Instructions for the task: Could you set down every record below exactly as it appears?

Collected data:

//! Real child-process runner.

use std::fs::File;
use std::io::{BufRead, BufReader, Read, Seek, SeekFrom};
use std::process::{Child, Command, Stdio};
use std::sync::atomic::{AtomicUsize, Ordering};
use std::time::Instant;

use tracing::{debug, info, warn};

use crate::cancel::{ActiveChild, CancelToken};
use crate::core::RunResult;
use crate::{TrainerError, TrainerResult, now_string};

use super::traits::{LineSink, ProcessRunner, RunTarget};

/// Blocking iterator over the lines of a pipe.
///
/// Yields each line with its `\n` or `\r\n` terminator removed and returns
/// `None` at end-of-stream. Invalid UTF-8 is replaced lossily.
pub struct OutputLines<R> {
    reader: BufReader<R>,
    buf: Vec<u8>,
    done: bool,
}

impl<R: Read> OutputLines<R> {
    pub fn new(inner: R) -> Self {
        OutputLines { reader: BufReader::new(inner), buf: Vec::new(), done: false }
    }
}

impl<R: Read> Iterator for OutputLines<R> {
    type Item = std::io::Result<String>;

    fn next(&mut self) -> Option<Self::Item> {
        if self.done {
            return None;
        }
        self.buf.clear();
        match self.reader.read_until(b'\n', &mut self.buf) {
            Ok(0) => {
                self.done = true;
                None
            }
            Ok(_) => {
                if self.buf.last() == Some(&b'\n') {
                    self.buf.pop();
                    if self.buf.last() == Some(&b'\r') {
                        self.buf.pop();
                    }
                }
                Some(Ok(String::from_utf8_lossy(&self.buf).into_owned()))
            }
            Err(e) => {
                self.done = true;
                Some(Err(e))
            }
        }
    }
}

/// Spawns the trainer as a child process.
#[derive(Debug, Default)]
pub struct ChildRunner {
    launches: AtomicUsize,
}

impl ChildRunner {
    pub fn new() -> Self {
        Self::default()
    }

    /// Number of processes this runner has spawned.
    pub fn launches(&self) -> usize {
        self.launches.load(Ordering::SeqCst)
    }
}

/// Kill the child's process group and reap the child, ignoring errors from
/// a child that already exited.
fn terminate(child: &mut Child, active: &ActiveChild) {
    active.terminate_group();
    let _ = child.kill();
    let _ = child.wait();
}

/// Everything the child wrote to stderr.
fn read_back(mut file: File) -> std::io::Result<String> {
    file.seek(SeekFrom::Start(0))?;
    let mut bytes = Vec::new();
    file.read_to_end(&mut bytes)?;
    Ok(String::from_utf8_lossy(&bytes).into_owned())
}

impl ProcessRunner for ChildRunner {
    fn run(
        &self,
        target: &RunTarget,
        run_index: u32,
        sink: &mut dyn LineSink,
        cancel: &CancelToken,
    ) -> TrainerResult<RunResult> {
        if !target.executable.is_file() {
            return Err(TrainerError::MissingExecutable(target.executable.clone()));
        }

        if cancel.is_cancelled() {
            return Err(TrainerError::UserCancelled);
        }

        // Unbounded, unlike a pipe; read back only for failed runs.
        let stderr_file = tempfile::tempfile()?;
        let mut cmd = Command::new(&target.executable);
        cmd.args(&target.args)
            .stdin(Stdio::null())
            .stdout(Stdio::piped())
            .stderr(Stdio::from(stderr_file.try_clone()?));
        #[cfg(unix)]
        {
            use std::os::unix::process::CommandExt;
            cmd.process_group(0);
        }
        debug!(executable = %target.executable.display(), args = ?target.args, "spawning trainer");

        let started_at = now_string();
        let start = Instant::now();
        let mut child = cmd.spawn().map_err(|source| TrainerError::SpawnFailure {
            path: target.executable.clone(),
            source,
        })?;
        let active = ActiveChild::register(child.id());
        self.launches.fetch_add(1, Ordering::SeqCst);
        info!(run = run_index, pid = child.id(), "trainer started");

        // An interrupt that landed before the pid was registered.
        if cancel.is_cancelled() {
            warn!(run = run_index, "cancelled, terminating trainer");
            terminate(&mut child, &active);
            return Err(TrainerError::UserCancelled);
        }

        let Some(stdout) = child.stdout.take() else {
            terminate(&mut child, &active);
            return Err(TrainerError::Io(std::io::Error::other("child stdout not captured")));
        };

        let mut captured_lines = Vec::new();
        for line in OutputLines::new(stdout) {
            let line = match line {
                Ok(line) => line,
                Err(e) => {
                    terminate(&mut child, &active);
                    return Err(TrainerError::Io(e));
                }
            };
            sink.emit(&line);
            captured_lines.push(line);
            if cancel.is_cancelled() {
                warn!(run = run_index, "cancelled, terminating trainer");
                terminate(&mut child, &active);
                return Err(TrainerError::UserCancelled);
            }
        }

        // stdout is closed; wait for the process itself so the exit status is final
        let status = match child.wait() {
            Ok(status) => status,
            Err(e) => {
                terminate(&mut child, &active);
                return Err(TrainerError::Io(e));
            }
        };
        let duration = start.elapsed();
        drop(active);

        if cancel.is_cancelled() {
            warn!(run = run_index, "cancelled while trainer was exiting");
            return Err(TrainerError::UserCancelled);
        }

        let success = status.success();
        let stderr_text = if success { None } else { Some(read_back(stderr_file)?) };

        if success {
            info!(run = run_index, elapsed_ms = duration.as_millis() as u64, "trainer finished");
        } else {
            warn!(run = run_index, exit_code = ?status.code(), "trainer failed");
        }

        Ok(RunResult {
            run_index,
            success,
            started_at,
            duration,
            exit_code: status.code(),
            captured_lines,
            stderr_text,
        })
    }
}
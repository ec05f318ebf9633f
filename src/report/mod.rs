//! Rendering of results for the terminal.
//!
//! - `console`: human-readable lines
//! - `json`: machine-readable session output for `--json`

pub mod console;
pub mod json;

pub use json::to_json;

Output below:
//! Real child-process runner.

use std::fs::File;
use std::io::{BufRead, BufReader, Read, Seek, SeekFrom};
use std::process::{Child, Command, Stdio};
use std::sync::atomic::{AtomicUsize, Ordering};
use std::time::Instant;

use tracing::{debug, info, warn};

use crate::cancel::{ActiveChild, CancelToken};
use crate::core::RunResult;
use crate::{TrainerError, TrainerResult, now_string};

use super::traits::{LineSink, ProcessRunner, RunTarget};

/// Blocking iterator over the lines of a pipe.
///
/// Yields each line with its `\n` or `\r\n` terminator removed and returns
/// `None` at end-of-stream. Invalid UTF-8 is replaced lossily.
pub struct OutputLines<R> {
    reader: BufReader<R>,
    buf: Vec<u8>,
    done: bool,
}

impl<R: Read> OutputLines<R> {
    pub fn new(inner: R) -> Self {
        OutputLines { reader: BufReader::new(inner), buf: Vec::new(), done: false }
    }
}

impl<R: Read> Iterator for OutputLines<R> {
    type Item = std::io::Result<String>;

    fn next(&mut self) -> Option<Self::Item> {
        if self.done {
            return None;
        }
        self.buf.clear();
        match self.reader.read_until(b'\n', &mut self.buf) {
            Ok(0) => {
                self.done = true;
                None
            }
            Ok(_) => {
                if self.buf.last() == Some(&b'\n') {
                    self.buf.pop();
                    if self.buf.last() == Some(&b'\r') {
                        self.buf.pop();
                    }
                }
                Some(Ok(String::from_utf8_lossy(&self.buf).into_owned()))
            }
            Err(e) => {
                self.done = true;
                Some(Err(e))
            }
        }
    }
}

/// Spawns the trainer as a child process.
#[derive(Debug, Default)]
pub struct ChildRunner {
    launches: AtomicUsize,
}

impl ChildRunner {
    pub fn new() -> Self {
        Self::default()
    }

    /// Number of processes this runner has spawned.
    pub fn launches(&self) -> usize {
        self.launches.load(Ordering::SeqCst)
    }
}

/// Kill the child's process group and reap the child, ignoring errors from
/// a child that already exited.
fn terminate(child: &mut Child, active: &ActiveChild) {
    active.terminate_group();
    let _ = child.kill();
    let _ = child.wait();
}

/// Everything the child wrote to stderr.
fn read_back(mut file: File) -> std::io::Result<String> {
    file.seek(SeekFrom::Start(0))?;
    let mut bytes = Vec::new();
    file.read_to_end(&mut bytes)?;
    Ok(String::from_utf8_lossy(&bytes).into_owned())
}

impl ProcessRunner for ChildRunner {
    fn run(
        &self,
        target: &RunTarget,
        run_index: u32,
        sink: &mut dyn LineSink,
        cancel: &CancelToken,
    ) -> TrainerResult<RunResult> {
        if !target.executable.is_file() {
            return Err(TrainerError::MissingExecutable(target.executable.clone()));
        }

        if cancel.is_cancelled() {
            return Err(TrainerError::UserCancelled);
        }

        // Unbounded, unlike a pipe; read back only for failed runs.
        let stderr_file = tempfile::tempfile()?;
        let mut cmd = Command::new(&target.executable);
        cmd.args(&target.args)
            .stdin(Stdio::null())
            .stdout(Stdio::piped())
            .stderr(Stdio::from(stderr_file.try_clone()?));
        #[cfg(unix)]
        {
            use std::os::unix::process::CommandExt;
            cmd.process_group(0);
        }
        debug!(executable = %target.executable.display(), args = ?target.args, "spawning trainer");

        let started_at = now_string();
        let start = Instant::now();
        let mut child = cmd.spawn().map_err(|source| TrainerError::SpawnFailure {
            path: target.executable.clone(),
            source,
        })?;
        let active = ActiveChild::register(child.id());
        self.launches.fetch_add(1, Ordering::SeqCst);
        info!(run = run_index, pid = child.id(), "trainer started");

        // An interrupt that landed before the pid was registered.
        if cancel.is_cancelled() {
            warn!(run = run_index, "cancelled, terminating trainer");
            terminate(&mut child, &active);
            return Err(TrainerError::UserCancelled);
        }

        let Some(stdout) = child.stdout.take() else {
            terminate(&mut child, &active);
            return Err(TrainerError::Io(std::io::Error::other("child stdout not captured")));
        };

        let mut captured_lines = Vec::new();
        for line in OutputLines::new(stdout) {
            let line = match line {
                Ok(line) => line,
                Err(e) => {
                    terminate(&mut child, &active);
                    return Err(TrainerError::Io(e));
                }
            };
            sink.emit(&line);
            captured_lines.push(line);
            if cancel.is_cancelled() {
                warn!(run = run_index, "cancelled, terminating trainer");
                terminate(&mut child, &active);
                return Err(TrainerError::UserCancelled);
            }
        }

        // stdout is closed; wait for the process itself so the exit status is final
        let status = match child.wait() {
            Ok(status) => status,
            Err(e) => {
                terminate(&mut child, &active);
                return Err(TrainerError::Io(e));
            }
        };
        let duration = start.elapsed();
        drop(active);

        if cancel.is_cancelled() {
            warn!(run = run_index, "cancelled while trainer was exiting");
            return Err(TrainerError::UserCancelled);
        }

        let success = status.success();
        let stderr_text = if success { None } else { Some(read_back(stderr_file)?) };

        if success {
            info!(run = run_index, elapsed_ms = duration.as_millis() as u64, "trainer finished");
        } else {
            warn!(run = run_index, exit_code = ?status.code(), "trainer failed");
        }

        Ok(RunResult {
            run_index,
            success,
            started_at,
            duration,
            exit_code: status.code(),
            captured_lines,
            stderr_text,
        })
    }
}
repository ec05f318ebf9633f
filename src/report/mod.rs
//! Rendering of results for the terminal.
//!
//! - `console`: human-readable lines
//! - `json`: machine-readable session output for `--json`

pub mod console;
pub mod json;

pub use json::to_json;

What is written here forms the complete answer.